A common language to talk to our algorithms
In Arise we are creating and hosting many different AI algorithms for recognising species from images and sounds. How do we send requests to these algorithms, and how can YOU make sense of the results they send back to you?
In the ARISE Digital Species Identification team we have defined an API - a standardised way for algorithms to describe what they have localised & identified in media items. It is flexible enough to cover images, sounds, video, and more; it can represent general classification results as well as detections in "bounding boxes", and detections linked across multiple images. We are using it to represent the outputs of our own algorithms for biodiversity classification on images, insect image detection, bird sound classification. We are now making our API specification public and open, so that everyone can use it if they wish. Programmers can use it to convert our AI results into user-friendly results pages, connect up with other data, etc. We also encourage developers of AI algorithms to use it to represent their outputs, so that our algorithms can "talk to each other" and be integrated easily.
You can find the API schema here on Gitlab, as well as documentation, examples, and a validator. Technical documentation of the API can be found here: ARISE Machine prediction API - technical documentation.
Different strokes The goal of our API definition is to cover a large number of use cases for different media (images, groups of images, video, sound, radar, etc.) and different tasks (classification, detection, segmentation, tracking, etc.). Another goal is to provide high-level compatibility with existing standards such as Camtrap DP, COCO, Audiovisual Core, etc, while allowing room for future more complex use-cases. The format also supports concepts such as Linked Open Data, Machine Learning Provenance, and API versioning.
The basic idea of the format is that regions (geometric areas) are described in the input media. These regions are grouped into region groups. One or more predictions are given per region group.
The input to the API can be a single media item, a sequence (ordered) or a set (unordered) of media items. Region groups can be formed between regions in a media item and between media items. The format supports multi-task predictions, for example per region group you can have a multi-class output, a multi-label output, and predict a scalar.
The simplest use-case is where the API predicts one class on a single media item. In this case there is one region corresponding to the full image, one region group consisting of the single region, and the region group has a single multi-class prediction.
The Naturalis Nature Identification API (NIA) that supports amongst others ObsIdentify and the Norwegian species identificator ArtsOrakelet provides a more complex use-case. The goal of NIA is to provide species predictions for people taking pictures of flora and fauna in the field using their smartphone. Here the user can input more than one image, in which case the system provides a single predictionthat integrates the predictions from the individual images. In this setup it is assumed that each picture contains one individual which is the same across images. In this case we have multiple input media, each with one region corresponding to the full image. The multiple regions are part of one region group.

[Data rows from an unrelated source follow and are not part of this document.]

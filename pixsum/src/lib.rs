//! pixsum - Region statistics for 8-bit grids
//!
//! Builds summed-area tables once from a row-major byte grid and answers
//! rectangle queries in constant time:
//!
//! - Sum of cell values
//! - Average over the in-grid footprint
//! - Count of non-zero cells
//! - Average of the non-zero cells
//!
//! Grids can also be loaded from PGM and PNG files through [`io`].
//!
//! # Example
//!
//! ```
//! use pixsum::{PixelSum, Rect};
//!
//! let grid = [
//!     0, 4, 0,
//!     2, 1, 0,
//! ];
//! let ps = PixelSum::new(Some(&grid[..]), 3, 2).unwrap();
//! assert_eq!(ps.pixel_sum(0, 0, 2, 1), 7);
//! assert_eq!(ps.non_zero_count(0, 0, 2, 1), 3);
//!
//! // Corners may be inverted or off the grid
//! let stats = ps.region_stats(Rect::new(5, 5, 1, -3));
//! assert_eq!(stats.sum, 5);
//! assert_eq!(stats.element_count, 4);
//! ```

// Re-export core types
pub use pixsum_core::*;

// Plane I/O lives in its own namespace
pub use pixsum_io as io;
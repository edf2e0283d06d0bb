//! PGM (Portable Graymap) support
//!
//! Reads binary (P5) and ASCII (P2) graymaps with `maxval <= 255` and
//! writes binary P5. Sample values are taken as stored; a `maxval` below
//! 255 is not rescaled.

use crate::{IoError, IoResult};
use pixsum_core::GrayPlane;
use std::io::{Read, Write};

/// Cursor over a PNM header: whitespace-separated tokens with `#` comments.
struct HeaderCursor<'a> {
    data: &'a [u8],
    pos: usize,
}

impl<'a> HeaderCursor<'a> {
    fn new(data: &'a [u8]) -> Self {
        Self { data, pos: 0 }
    }

    fn skip_separators(&mut self) {
        while let Some(&b) = self.data.get(self.pos) {
            if b == b'#' {
                while let Some(&c) = self.data.get(self.pos) {
                    self.pos += 1;
                    if c == b'\n' || c == b'\r' {
                        break;
                    }
                }
            } else if b.is_ascii_whitespace() {
                self.pos += 1;
            } else {
                break;
            }
        }
    }

    fn token(&mut self) -> Option<&'a [u8]> {
        let data = self.data;
        self.skip_separators();
        let start = self.pos;
        while let Some(&b) = data.get(self.pos) {
            if b.is_ascii_whitespace() || b == b'#' {
                break;
            }
            self.pos += 1;
        }
        (self.pos > start).then(|| &data[start..self.pos])
    }

    fn number(&mut self, what: &str) -> IoResult<u32> {
        let token = self
            .token()
            .ok_or_else(|| IoError::InvalidData(format!("PGM header missing {what}")))?;
        std::str::from_utf8(token)
            .ok()
            .and_then(|s| s.parse().ok())
            .ok_or_else(|| {
                IoError::InvalidData(format!(
                    "PGM {what} is not a number: {:?}",
                    String::from_utf8_lossy(token)
                ))
            })
    }
}

/// Read a PGM plane (P2 or P5) from a reader.
///
/// # Errors
///
/// - [`IoError::UnsupportedFormat`] for other PNM variants or 16-bit samples.
/// - [`IoError::InvalidData`] for malformed headers or truncated data.
pub fn read_pnm<R: Read>(mut reader: R) -> IoResult<GrayPlane> {
    let mut bytes = Vec::new();
    reader.read_to_end(&mut bytes)?;

    let mut cursor = HeaderCursor::new(&bytes);
    let magic = cursor
        .token()
        .ok_or_else(|| IoError::InvalidData("empty PNM stream".to_string()))?;
    let binary = match magic {
        b"P5" => true,
        b"P2" => false,
        other => {
            return Err(IoError::UnsupportedFormat(format!(
                "PNM variant {:?} is not a graymap",
                String::from_utf8_lossy(other)
            )));
        }
    };

    let width = cursor.number("width")?;
    let height = cursor.number("height")?;
    let maxval = cursor.number("maxval")?;
    if maxval == 0 || maxval > 255 {
        return Err(IoError::UnsupportedFormat(format!(
            "PGM maxval {maxval} (only 8-bit planes are supported)"
        )));
    }

    let len = width as usize * height as usize;
    let data = if binary {
        // Exactly one whitespace byte separates maxval from the raster
        let start = cursor.pos + 1;
        let raster = bytes.get(start..start + len).ok_or_else(|| {
            IoError::InvalidData(format!(
                "PGM raster truncated: expected {len} bytes, got {}",
                bytes.len().saturating_sub(start)
            ))
        })?;
        if let Some(&value) = raster.iter().find(|&&v| u32::from(v) > maxval) {
            return Err(sample_exceeds(u32::from(value), maxval));
        }
        raster.to_vec()
    } else {
        let mut data = Vec::with_capacity(len.min(bytes.len()));
        for _ in 0..len {
            let value = cursor.number("sample")?;
            let sample = u8::try_from(value).ok().filter(|&v| u32::from(v) <= maxval);
            data.push(sample.ok_or_else(|| sample_exceeds(value, maxval))?);
        }
        data
    };

    Ok(GrayPlane::from_vec(width, height, data)?)
}

fn sample_exceeds(value: u32, maxval: u32) -> IoError {
    IoError::InvalidData(format!("PGM sample {value} exceeds maxval {maxval}"))
}

/// Write a plane as binary PGM (P5) with `maxval` 255.
pub fn write_pnm<W: Write>(plane: &GrayPlane, mut writer: W) -> IoResult<()> {
    write!(writer, "P5\n{} {}\n255\n", plane.width(), plane.height())?;
    writer.write_all(plane.data())?;
    writer.flush()?;
    Ok(())
}
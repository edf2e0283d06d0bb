//! I/O error types
//!
//! Each format module maps its decoder's errors into `IoError` so callers
//! only handle one error type.

use thiserror::Error;

/// Error type for plane I/O operations.
#[derive(Error, Debug)]
pub enum IoError {
    /// Standard I/O error (file not found, permission denied, etc.)
    #[error("I/O error: {0}")]
    Io(#[from] std::io::Error),

    /// The format is not supported or not enabled via features
    #[error("unsupported format: {0}")]
    UnsupportedFormat(String),

    /// The file data is structurally invalid
    #[error("invalid image data: {0}")]
    InvalidData(String),

    /// A format-specific decoder returned an error
    #[error("decode error: {0}")]
    DecodeError(String),

    /// A format-specific encoder returned an error
    #[error("encode error: {0}")]
    EncodeError(String),

    /// An error from the core library (e.g. bad plane dimensions)
    #[error("core error: {0}")]
    Core(#[from] pixsum_core::Error),
}

/// Convenience alias for I/O results.
pub type IoResult<T> = Result<T, IoError>;
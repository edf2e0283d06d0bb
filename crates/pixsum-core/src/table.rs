//! Padded summed-area tables (integral images)
//!
//! Each table has one extra zero row and one extra zero column, so table
//! cell `(x + 1, y + 1)` holds the sum over source cells `(0..=x, 0..=y)`.
//! The zero border lets the recurrence
//!
//! `a(x, y) = v(x, y) + a(x - 1, y) + a(x, y - 1) - a(x - 1, y - 1)`
//!
//! run without boundary branches, and lets region lookups read
//! `(low, low)` corners at index 0.
//!
//! # Accumulator range
//!
//! Totals are `u32`. A `d x d` grid of 255s sums to `d² × 255`, which must
//! stay below `2^32`; [`max_dimension_for`] gives the largest such `d`.

use crate::grid::ImageDimensions;
use crate::region::ClampedRegion;

/// Default dimension limit for either side of a grid.
pub const DEFAULT_MAX_DIMENSION: u32 = 4096;

/// Largest square side whose all-255 sum fits the `u32` accumulator.
pub const ACCUMULATOR_MAX_DIMENSION: u32 = max_dimension_for(u8::MAX as u32);

/// Largest `d` such that `d² × max_cell_value` fits in a `u32`.
///
/// A `max_cell_value` of 0 is treated as 1.
pub const fn max_dimension_for(max_cell_value: u32) -> u32 {
    let cell = if max_cell_value == 0 {
        1
    } else {
        max_cell_value as u64
    };
    let limit = u32::MAX as u64 / cell;

    // Integer square root by bisection
    let mut lo = 0u64;
    let mut hi = u16::MAX as u64;
    while lo < hi {
        let mid = (lo + hi + 1) / 2;
        if mid * mid <= limit {
            lo = mid;
        } else {
            hi = mid - 1;
        }
    }
    lo as u32
}

/// Which of the two tables a query reads.
#[derive(Debug, Clone, Copy, PartialEq, Eq, Hash)]
pub enum TableKind {
    /// Sum of cell values
    Sum,
    /// Count of non-zero cells
    NonZero,
}

/// Immutable padded prefix-sum table of shape `(width + 1) × (height + 1)`.
#[derive(Debug, Clone, PartialEq, Eq)]
pub struct IntegralTable {
    data: Vec<u32>,
    width: u32,
    height: u32,
}

impl IntegralTable {
    /// Width of the source grid (the table is one wider)
    #[inline]
    pub fn width(&self) -> u32 {
        self.width
    }

    /// Height of the source grid (the table is one taller)
    #[inline]
    pub fn height(&self) -> u32 {
        self.height
    }

    #[inline]
    fn stride(&self) -> usize {
        self.width as usize + 1
    }

    /// Get the padded table value at `(x, y)`.
    ///
    /// Valid indices are `0..=width` and `0..=height`; row 0 and column 0
    /// are always 0.
    #[inline]
    pub fn get(&self, x: u32, y: u32) -> Option<u32> {
        if x > self.width || y > self.height {
            return None;
        }
        Some(self.at(x as usize, y as usize))
    }

    #[inline]
    fn at(&self, x: usize, y: usize) -> u32 {
        self.data[y * self.stride() + x]
    }

    /// Total over the whole grid (the bottom-right cell).
    #[inline]
    pub fn total(&self) -> u32 {
        self.at(self.width as usize, self.height as usize)
    }

    /// Aggregate over a clamped region with four lookups.
    ///
    /// Returns `None` if the region reaches past this table, e.g. when it
    /// was clamped against a larger grid.
    ///
    /// The lookups are paired as `(A - C) - (B - D)` so every intermediate is
    /// itself a partial region sum and cannot leave the `u32` range.
    pub fn region_sum(&self, region: &ClampedRegion) -> Option<u32> {
        let (lx, ly) = (region.low_x(), region.low_y());
        let (hx, hy) = (region.high_x(), region.high_y());
        if hx > self.width as usize || hy > self.height as usize {
            return None;
        }

        let a = self.at(hx, hy);
        let b = self.at(hx, ly);
        let c = self.at(lx, hy);
        let d = self.at(lx, ly);
        Some((a - c) - (b - d))
    }
}

/// Build the value-sum and non-zero-count tables in one pass.
///
/// `pixels` must hold at least `dims.cell_count()` bytes, row-major; extra
/// trailing bytes are ignored.
pub(crate) fn build_tables(
    pixels: &[u8],
    dims: ImageDimensions,
) -> (IntegralTable, IntegralTable) {
    let width = dims.width() as usize;
    let height = dims.height() as usize;
    let stride = width + 1;
    let len = stride * (height + 1);

    #[cfg(feature = "tracing")]
    let _span = tracing::debug_span!("build_tables", width, height).entered();

    let mut sums = vec![0u32; len];
    let mut counts = vec![0u32; len];

    for (y, row) in pixels.chunks_exact(width).take(height).enumerate() {
        let above = y * stride;
        let current = above + stride;
        for (x, &value) in row.iter().enumerate() {
            let i = current + x + 1;
            let up = above + x + 1;
            // left + (above - above_left) + value: the column term is a
            // partial column sum, so no intermediate exceeds the result
            sums[i] = sums[i - 1] + (sums[up] - sums[up - 1]) + u32::from(value);
            counts[i] = counts[i - 1] + (counts[up] - counts[up - 1]) + u32::from(value != 0);
        }
    }

    #[cfg(feature = "tracing")]
    tracing::trace!(total = sums[len - 1], non_zero = counts[len - 1], "tables built");

    let (w, h) = (dims.width(), dims.height());
    (
        IntegralTable {
            data: sums,
            width: w,
            height: h,
        },
        IntegralTable {
            data: counts,
            width: w,
            height: h,
        },
    )
}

An upcoming upgrade of NIA will contain an auto-zoom functionality which tries to automatically localise the organism in the image so that the algorithm can zoom in and get more detail for the prediction. It is still assumed that the input images contain one and the same individual. In this case we have multiple input media, each with 2 regions (the full original image, and an automatic crop of the organism). All the regions from all images form one region group. Some models in the API predict the “morph” (appearance; e.g. caterpillar, adult) of the organism next to the species. Two types of predictions are made for this single region group (1) a species prediction (2) a morph prediction, as in the image below.
But wait, there's more!
In the upcoming 2023 model for Europe we will take the localization of organisms in NIA one step further. In this use-case we will drop the assumption of one individual per image. In the case of multiple input media we still assume that at least one of the individuals is shared across all images. A localization algorithm will detect all individuals in a single image, these can be for example: a bee and a flower, multiple birds of possible different species, multiple fungi, etc. A matching algorithm determines which individuals are the same across input media. Predictions (species and morph) are done per individual. In this case we have multiple input media, each with one or more regions (but not the full image anymore), regions are grouped into region groups corresponding to individuals.
The next use-case comes from the DIOPSIS automatic insect monitoring project. You can read more about how we use them in the Amsterdamse Waterleidingduinen here. In this project there are sequences (ordered) of images taken at a regular interval (e.g. every 10 seconds). Each image is of a screen containing insects, which can range from zero to hundreds. Insects are first localized in single images. Insects are then matched across images if they are likely to be the same individual. For each individual we perform several predictions: taxon (species), estimated biomass, and body length.